▸ **WORK REQUEST**
Nothing should appear in the answer except the lines from the one containing "pub fn address(&self)" through the end of the records below, written out exactly.

▸ **RECORDS TO PROCESS**

//! Parties domain module.
//!
//! Companies are the tenant root; clients are the customers a company invoices.
//! Pure domain logic only (no IO, no HTTP, no storage).

pub mod client;
pub mod company;

pub use client::{Client, ClientChanges, ClientId, NewClient};
pub use company::{Company, NewCompany};
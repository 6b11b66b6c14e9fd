//! JSON logs with timestamps, filtered by `RUST_LOG`.

use tracing_subscriber::EnvFilter;

pub fn init(default_filter: &str) {
    let filter = EnvFilter::try_from_default_env()
        .or_else(|_| EnvFilter::try_new(default_filter))
        .unwrap_or_else(|_| EnvFilter::new("info"));

    let _ = tracing_subscriber::fmt()
        .with_env_filter(filter)
        .json()
        .with_timer(tracing_subscriber::fmt::time::SystemTime)
        .with_target(false)
        .try_init();
}

#[cfg(test)]
mod tests {
    #[test]
    fn repeated_init_is_a_no_op() {
        super::init("debug");
        super::init("not a [valid filter");
        tracing::info!("still logging");
    }
}
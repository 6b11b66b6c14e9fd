use chrono::{DateTime, Utc};
use serde::{Deserialize, Serialize};

use facturas_core::{CompanyId, DomainError, DomainResult, Entity};

/// Registration data for a company.
#[derive(Debug, Clone, Default, PartialEq, Eq, Serialize, Deserialize)]
pub struct NewCompany {
    pub company_name: String,
    #[serde(default)]
    pub tax_identification_number: String,
    #[serde(default)]
    pub address: String,
    #[serde(default)]
    pub phone_number: String,
    #[serde(default)]
    pub email: String,
    #[serde(default)]
    pub website_link: String,
}

/// Tenant root: every client, product and invoice belongs to exactly one company.
#[derive(Debug, Clone, PartialEq, Eq, Serialize, Deserialize)]
pub struct Company {
    id: CompanyId,
    company_name: String,
    tax_identification_number: String,
    address: String,
    phone_number: String,
    email: String,
    website_link: String,
    created_at: DateTime<Utc>,
}

impl Company {
    pub fn register(id: CompanyId, data: NewCompany, now: DateTime<Utc>) -> DomainResult<Self> {
        let company_name = data.company_name.trim().to_string();
        if company_name.is_empty() {
            return Err(DomainError::validation("company_name cannot be empty"));
        }

        Ok(Self {
            id,
            company_name,
            tax_identification_number: data.tax_identification_number.trim().to_string(),
            address: data.address,
            phone_number: data.phone_number.trim().to_string(),
            email: data.email.trim().to_string(),
            website_link: data.website_link.trim().to_string(),
            created_at: now,
        })
    }

    pub fn id_typed(&self) -> CompanyId {
        self.id
    }

    pub fn company_name(&self) -> &str {
        &self.company_name
    }

    pub fn tax_identification_number(&self) -> &str {
        &self.tax_identification_number
    }

    pub fn address(&self) -> &str {
        &self.address
    }

    pub fn phone_number(&self) -> &str {
        &self.phone_number
    }

    pub fn email(&self) -> &str {
        &self.email
    }

    pub fn website_link(&self) -> &str {
        &self.website_link
    }

    pub fn created_at(&self) -> DateTime<Utc> {
        self.created_at
    }
}

impl Entity for Company {
    type Id = CompanyId;

    fn id(&self) -> &Self::Id {
        &self.id
    }
}

#[cfg(test)]
mod tests {
    use super::*;

    #[test]
    fn register_trims_name() {
        let company = Company::register(
            CompanyId::new(),
            NewCompany {
                company_name: "  Acme SAS ".to_string(),
                ..NewCompany::default()
            },
            Utc::now(),
        )
        .unwrap();
        assert_eq!(company.company_name(), "Acme SAS");
    }

    #[test]
    fn register_rejects_blank_name() {
        let err = Company::register(CompanyId::new(), NewCompany::default(), Utc::now()).unwrap_err();
        match err {
            DomainError::Validation(msg) => assert!(msg.contains("company_name")),
            _ => panic!("Expected Validation error for blank company name"),
        }
    }
}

▸ **TASK RESULT**
    pub fn address(&self) -> &str {
        &self.address
    }

    pub fn phone_number(&self) -> &str {
        &self.phone_number
    }

    pub fn email(&self) -> &str {
        &self.email
    }

    pub fn website_link(&self) -> &str {
        &self.website_link
    }

    pub fn created_at(&self) -> DateTime<Utc> {
        self.created_at
    }
}

impl Entity for Company {
    type Id = CompanyId;

    fn id(&self) -> &Self::Id {
        &self.id
    }
}

#[cfg(test)]
mod tests {
    use super::*;

    #[test]
    fn register_trims_name() {
        let company = Company::register(
            CompanyId::new(),
            NewCompany {
                company_name: "  Acme SAS ".to_string(),
                ..NewCompany::default()
            },
            Utc::now(),
        )
        .unwrap();
        assert_eq!(company.company_name(), "Acme SAS");
    }

    #[test]
    fn register_rejects_blank_name() {
        let err = Company::register(CompanyId::new(), NewCompany::default(), Utc::now()).unwrap_err();
        match err {
            DomainError::Validation(msg) => assert!(msg.contains("company_name")),
            _ => panic!("Expected Validation error for blank company name"),
        }
    }
}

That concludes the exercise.